**ABOUT THIS TASK:** Print the data below exactly as it appears.

**EXERCISE MATERIALS:**
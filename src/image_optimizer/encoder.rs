//! Image encoder abstraction
//!
//! One encoder per [`OutputFormat`], created through [`EncoderFactory`]:
//! - JPEG via mozjpeg with optimized Huffman coding, alpha flattened onto white
//! - PNG via the image crate at best compression, then losslessly re-packed
//!   with oxipng
//! - WebP via libwebp (lossy, quality-driven)

use image::ImageEncoder as _;
use std::io::Cursor;
use std::panic::AssertUnwindSafe;
use tracing::{debug, warn};

use super::error::ImageError;
use super::params::OutputFormat;
use super::raster::{ColorMode, RasterImage};

/// Quality settings for image encoding
#[derive(Debug, Clone, Copy)]
pub struct EncoderQuality {
    /// Quality value (1-100, where 100 is best quality). Ignored by PNG.
    pub quality: u8,
    /// oxipng optimization preset (0-6, where 6 is slowest/best compression)
    pub effort: u8,
}

impl Default for EncoderQuality {
    fn default() -> Self {
        Self {
            quality: 85,
            effort: 2,
        }
    }
}

impl EncoderQuality {
    /// Create quality settings with specified quality level
    pub fn with_quality(quality: u8) -> Self {
        Self {
            quality: quality.clamp(1, 100),
            ..Self::default()
        }
    }

    /// Set the PNG optimization effort
    pub fn with_effort(mut self, effort: u8) -> Self {
        self.effort = effort.min(6);
        self
    }
}

/// Result of encoding an image
#[derive(Debug)]
pub struct EncodedImage {
    /// The encoded image data
    pub data: Vec<u8>,
    /// The output format
    pub format: OutputFormat,
    /// Content-Type header value
    pub content_type: &'static str,
}

impl EncodedImage {
    pub fn new(data: Vec<u8>, format: OutputFormat) -> Self {
        let content_type = format.content_type();
        Self {
            data,
            format,
            content_type,
        }
    }
}

/// Trait for image encoders
///
/// Object-safe so the pipeline can hold a `Box<dyn ImageEncoder>`.
pub trait ImageEncoder: Send + Sync {
    /// The output format this encoder produces
    fn format(&self) -> OutputFormat;

    /// Encode a raster image to the target format
    fn encode(
        &self,
        image: &RasterImage,
        quality: EncoderQuality,
    ) -> Result<EncodedImage, ImageError>;

    /// Check if this encoder keeps the alpha channel
    fn supports_transparency(&self) -> bool {
        self.format().supports_transparency()
    }
}

/// JPEG encoder using mozjpeg
pub struct JpegEncoder;

impl JpegEncoder {
    fn compress(image: &RasterImage, quality: u8) -> std::io::Result<Vec<u8>> {
        let mut compress = mozjpeg::Compress::new(mozjpeg::ColorSpace::JCS_RGB);
        compress.set_size(image.width() as usize, image.height() as usize);
        compress.set_quality(quality as f32);
        compress.set_optimize_coding(true);

        let mut started = compress.start_compress(Vec::new())?;
        started.write_scanlines(image.pixels())?;
        started.finish()
    }
}

impl ImageEncoder for JpegEncoder {
    fn format(&self) -> OutputFormat {
        OutputFormat::Jpeg
    }

    fn encode(
        &self,
        image: &RasterImage,
        quality: EncoderQuality,
    ) -> Result<EncodedImage, ImageError> {
        // JPEG has no alpha channel
        let flattened;
        let rgb = if image.has_alpha() {
            flattened = image.clone().flatten();
            &flattened
        } else {
            image
        };

        // libjpeg errors unwind out of mozjpeg
        let data = std::panic::catch_unwind(AssertUnwindSafe(|| {
            Self::compress(rgb, quality.quality)
        }))
        .map_err(|_| ImageError::encode_failed("jpeg", "mozjpeg aborted compression"))?
        .map_err(|e| ImageError::encode_failed("jpeg", e.to_string()))?;

        Ok(EncodedImage::new(data, OutputFormat::Jpeg))
    }
}

/// PNG encoder: image crate at best compression, then oxipng
pub struct PngEncoder;

impl ImageEncoder for PngEncoder {
    fn format(&self) -> OutputFormat {
        OutputFormat::Png
    }

    fn encode(
        &self,
        image: &RasterImage,
        quality: EncoderQuality,
    ) -> Result<EncodedImage, ImageError> {
        use image::codecs::png::{CompressionType, FilterType, PngEncoder as ImagePngEncoder};

        let color_type = match image.mode() {
            ColorMode::Rgb => image::ColorType::Rgb8,
            ColorMode::Rgba => image::ColorType::Rgba8,
        };

        let mut output = Cursor::new(Vec::new());
        let encoder = ImagePngEncoder::new_with_quality(
            &mut output,
            CompressionType::Best,
            FilterType::Adaptive,
        );

        encoder
            .write_image(image.pixels(), image.width(), image.height(), color_type)
            .map_err(|e| ImageError::encode_failed("png", e.to_string()))?;

        let png = output.into_inner();
        let options = oxipng::Options::from_preset(quality.effort);
        let data = match oxipng::optimize_from_memory(&png, &options) {
            Ok(optimized) if optimized.len() < png.len() => {
                debug!(
                    before = png.len(),
                    after = optimized.len(),
                    "oxipng reduced PNG size"
                );
                optimized
            }
            Ok(_) => png,
            Err(e) => {
                warn!(error = %e, "oxipng optimization failed, keeping unoptimized PNG");
                png
            }
        };

        Ok(EncodedImage::new(data, OutputFormat::Png))
    }
}

/// Lossy WebP encoder using libwebp
#[derive(Default)]
pub struct WebPEncoder;

impl ImageEncoder for WebPEncoder {
    fn format(&self) -> OutputFormat {
        OutputFormat::WebP
    }

    fn encode(
        &self,
        image: &RasterImage,
        quality: EncoderQuality,
    ) -> Result<EncodedImage, ImageError> {
        let encoder = match image.mode() {
            ColorMode::Rgb => webp::Encoder::from_rgb(image.pixels(), image.width(), image.height()),
            ColorMode::Rgba => {
                webp::Encoder::from_rgba(image.pixels(), image.width(), image.height())
            }
        };

        let encoded = encoder.encode(quality.quality as f32);
        if encoded.is_empty() {
            return Err(ImageError::encode_failed("webp", "encoder produced no data"));
        }

        Ok(EncodedImage::new(encoded.to_vec(), OutputFormat::WebP))
    }
}

/// Factory for creating encoders based on output format
pub struct EncoderFactory;

impl EncoderFactory {
    /// Create an encoder for the specified output format
    pub fn create(format: OutputFormat) -> Box<dyn ImageEncoder> {
        match format {
            OutputFormat::Jpeg => Box::new(JpegEncoder),
            OutputFormat::Png => Box::new(PngEncoder),
            OutputFormat::WebP => Box::new(WebPEncoder),
        }
    }

    /// Resolve a raw format token (as found in a storage key) to an encoder.
    pub fn for_token(token: &str) -> Result<Box<dyn ImageEncoder>, ImageError> {
        token.parse::<OutputFormat>().map(Self::create)
    }
}

/// Encode `image` as `format` with the given lossy quality.
pub fn encode(
    image: &RasterImage,
    format: OutputFormat,
    quality: u8,
) -> Result<EncodedImage, ImageError> {
    EncoderFactory::create(format).encode(image, EncoderQuality::with_quality(quality))
}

**EXPECTED ANSWER:**
filename src/image_optimizer/encoder.rs
//! Image encoder abstraction
//!
//! One encoder per [`OutputFormat`], created through [`EncoderFactory`]:
//! - JPEG via mozjpeg with optimized Huffman coding, alpha flattened onto white
//! - PNG via the image crate at best compression, then losslessly re-packed
//!   with oxipng
//! - WebP via libwebp (lossy, quality-driven)

use image::ImageEncoder as _;
use std::io::Cursor;
use std::panic::AssertUnwindSafe;
use tracing::{debug, warn};

use super::error::ImageError;
use super::params::OutputFormat;
use super::raster::{ColorMode, RasterImage};

/// Quality settings for image encoding
#[derive(Debug, Clone, Copy)]
pub struct EncoderQuality {
    /// Quality value (1-100, where 100 is best quality). Ignored by PNG.
    pub quality: u8,
    /// oxipng optimization preset (0-6, where 6 is slowest/best compression)
    pub effort: u8,
}

impl Default for EncoderQuality {
    fn default() -> Self {
        Self {
            quality: 85,
            effort: 2,
        }
    }
}

impl EncoderQuality {
    /// Create quality settings with specified quality level
    pub fn with_quality(quality: u8) -> Self {
        Self {
            quality: quality.clamp(1, 100),
            ..Self::default()
        }
    }

    /// Set the PNG optimization effort
    pub fn with_effort(mut self, effort: u8) -> Self {
        self.effort = effort.min(6);
        self
    }
}

/// Result of encoding an image
#[derive(Debug)]
pub struct EncodedImage {
    /// The encoded image data
    pub data: Vec<u8>,
    /// The output format
    pub format: OutputFormat,
    /// Content-Type header value
    pub content_type: &'static str,
}

impl EncodedImage {
    pub fn new(data: Vec<u8>, format: OutputFormat) -> Self {
        let content_type = format.content_type();
        Self {
            data,
            format,
            content_type,
        }
    }
}

/// Trait for image encoders
///
/// Object-safe so the pipeline can hold a `Box<dyn ImageEncoder>`.
pub trait ImageEncoder: Send + Sync {
    /// The output format this encoder produces
    fn format(&self) -> OutputFormat;

    /// Encode a raster image to the target format
    fn encode(
        &self,
        image: &RasterImage,
        quality: EncoderQuality,
    ) -> Result<EncodedImage, ImageError>;

    /// Check if this encoder keeps the alpha channel
    fn supports_transparency(&self) -> bool {
        self.format().supports_transparency()
    }
}

/// JPEG encoder using mozjpeg
pub struct JpegEncoder;

impl JpegEncoder {
    fn compress(image: &RasterImage, quality: u8) -> std::io::Result<Vec<u8>> {
        let mut compress = mozjpeg::Compress::new(mozjpeg::ColorSpace::JCS_RGB);
        compress.set_size(image.width() as usize, image.height() as usize);
        compress.set_quality(quality as f32);
        compress.set_optimize_coding(true);

        let mut started = compress.start_compress(Vec::new())?;
        started.write_scanlines(image.pixels())?;
        started.finish()
    }
}

impl ImageEncoder for JpegEncoder {
    fn format(&self) -> OutputFormat {
        OutputFormat::Jpeg
    }

    fn encode(
        &self,
        image: &RasterImage,
        quality: EncoderQuality,
    ) -> Result<EncodedImage, ImageError> {
        // JPEG has no alpha channel
        let flattened;
        let rgb = if image.has_alpha() {
            flattened = image.clone().flatten();
            &flattened
        } else {
            image
        };

        // libjpeg errors unwind out of mozjpeg
        let data = std::panic::catch_unwind(AssertUnwindSafe(|| {
            Self::compress(rgb, quality.quality)
        }))
        .map_err(|_| ImageError::encode_failed("jpeg", "mozjpeg aborted compression"))?
        .map_err(|e| ImageError::encode_failed("jpeg", e.to_string()))?;

        Ok(EncodedImage::new(data, OutputFormat::Jpeg))
    }
}

/// PNG encoder: image crate at best compression, then oxipng
pub struct PngEncoder;

impl ImageEncoder for PngEncoder {
    fn format(&self) -> OutputFormat {
        OutputFormat::Png
    }

    fn encode(
        &self,
        image: &RasterImage,
        quality: EncoderQuality,
    ) -> Result<EncodedImage, ImageError> {
        use image::codecs::png::{CompressionType, FilterType, PngEncoder as ImagePngEncoder};

        let color_type = match image.mode() {
            ColorMode::Rgb => image::ColorType::Rgb8,
            ColorMode::Rgba => image::ColorType::Rgba8,
        };

        let mut output = Cursor::new(Vec::new());
        let encoder = ImagePngEncoder::new_with_quality(
            &mut output,
            CompressionType::Best,
            FilterType::Adaptive,
        );

        encoder
            .write_image(image.pixels(), image.width(), image.height(), color_type)
            .map_err(|e| ImageError::encode_failed("png", e.to_string()))?;

        let png = output.into_inner();
        let options = oxipng::Options::from_preset(quality.effort);
        let data = match oxipng::optimize_from_memory(&png, &options) {
            Ok(optimized) if optimized.len() < png.len() => {
                debug!(
                    before = png.len(),
                    after = optimized.len(),
                    "oxipng reduced PNG size"
                );
                optimized
            }
            Ok(_) => png,
            Err(e) => {
                warn!(error = %e, "oxipng optimization failed, keeping unoptimized PNG");
                png
            }
        };

        Ok(EncodedImage::new(data, OutputFormat::Png))
    }
}

/// Lossy WebP encoder using libwebp
#[derive(Default)]
pub struct WebPEncoder;

impl ImageEncoder for WebPEncoder {
    fn format(&self) -> OutputFormat {
        OutputFormat::WebP
    }

    fn encode(
        &self,
        image: &RasterImage,
        quality: EncoderQuality,
    ) -> Result<EncodedImage, ImageError> {
        let encoder = match image.mode() {
            ColorMode::Rgb => webp::Encoder::from_rgb(image.pixels(), image.width(), image.height()),
            ColorMode::Rgba => {
                webp::Encoder::from_rgba(image.pixels(), image.width(), image.height())
            }
        };

        let encoded = encoder.encode(quality.quality as f32);
        if encoded.is_empty() {
            return Err(ImageError::encode_failed("webp", "encoder produced no data"));
        }

        Ok(EncodedImage::new(encoded.to_vec(), OutputFormat::WebP))
    }
}

/// Factory for creating encoders based on output format
pub struct EncoderFactory;

impl EncoderFactory {
    /// Create an encoder for the specified output format
    pub fn create(format: OutputFormat) -> Box<dyn ImageEncoder> {
        match format {
            OutputFormat::Jpeg => Box::new(JpegEncoder),
            OutputFormat::Png => Box::new(PngEncoder),
            OutputFormat::WebP => Box::new(WebPEncoder),
        }
    }

    /// Resolve a raw format token (as found in a storage key) to an encoder.
    pub fn for_token(token: &str) -> Result<Box<dyn ImageEncoder>, ImageError> {
        token.parse::<OutputFormat>().map(Self::create)
    }
}

/// Encode `image` as `format` with the given lossy quality.
pub fn encode(
    image: &RasterImage,
    format: OutputFormat,
    quality: u8,
) -> Result<EncodedImage, ImageError> {
    EncoderFactory::create(format).encode(image, EncoderQuality::with_quality(quality))
}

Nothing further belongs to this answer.